> [TRY IT]: Write the data below out in full, exactly as it stands.

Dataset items
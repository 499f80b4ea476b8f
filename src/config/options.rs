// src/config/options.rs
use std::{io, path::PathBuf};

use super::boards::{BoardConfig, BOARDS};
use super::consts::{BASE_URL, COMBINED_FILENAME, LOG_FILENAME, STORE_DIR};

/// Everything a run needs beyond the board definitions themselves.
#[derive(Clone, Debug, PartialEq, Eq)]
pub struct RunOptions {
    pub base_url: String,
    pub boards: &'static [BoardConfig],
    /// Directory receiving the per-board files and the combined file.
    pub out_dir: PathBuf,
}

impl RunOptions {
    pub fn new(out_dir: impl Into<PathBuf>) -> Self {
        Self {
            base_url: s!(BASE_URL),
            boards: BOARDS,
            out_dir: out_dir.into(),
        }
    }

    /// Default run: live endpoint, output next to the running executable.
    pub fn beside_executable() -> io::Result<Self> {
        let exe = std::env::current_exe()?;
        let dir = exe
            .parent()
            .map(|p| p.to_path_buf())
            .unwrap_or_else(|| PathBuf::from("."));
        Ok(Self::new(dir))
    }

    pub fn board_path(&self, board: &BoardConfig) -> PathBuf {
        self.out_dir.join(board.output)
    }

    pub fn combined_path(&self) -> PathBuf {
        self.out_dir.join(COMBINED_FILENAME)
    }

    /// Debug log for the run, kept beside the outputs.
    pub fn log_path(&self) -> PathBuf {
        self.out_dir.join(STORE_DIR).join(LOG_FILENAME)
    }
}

> [EXERCISE RESULT]:
repository 499f80b4ea476b8f
filename src/config/options.rs
// src/config/options.rs
use std::{io, path::PathBuf};

use super::boards::{BoardConfig, BOARDS};
use super::consts::{BASE_URL, COMBINED_FILENAME, LOG_FILENAME, STORE_DIR};

/// Everything a run needs beyond the board definitions themselves.
#[derive(Clone, Debug, PartialEq, Eq)]
pub struct RunOptions {
    pub base_url: String,
    pub boards: &'static [BoardConfig],
    /// Directory receiving the per-board files and the combined file.
    pub out_dir: PathBuf,
}

impl RunOptions {
    pub fn new(out_dir: impl Into<PathBuf>) -> Self {
        Self {
            base_url: s!(BASE_URL),
            boards: BOARDS,
            out_dir: out_dir.into(),
        }
    }

    /// Default run: live endpoint, output next to the running executable.
    pub fn beside_executable() -> io::Result<Self> {
        let exe = std::env::current_exe()?;
        let dir = exe
            .parent()
            .map(|p| p.to_path_buf())
            .unwrap_or_else(|| PathBuf::from("."));
        Ok(Self::new(dir))
    }

    pub fn board_path(&self, board: &BoardConfig) -> PathBuf {
        self.out_dir.join(board.output)
    }

    pub fn combined_path(&self) -> PathBuf {
        self.out_dir.join(COMBINED_FILENAME)
    }

    /// Debug log for the run, kept beside the outputs.
    pub fn log_path(&self) -> PathBuf {
        self.out_dir.join(STORE_DIR).join(LOG_FILENAME)
    }
}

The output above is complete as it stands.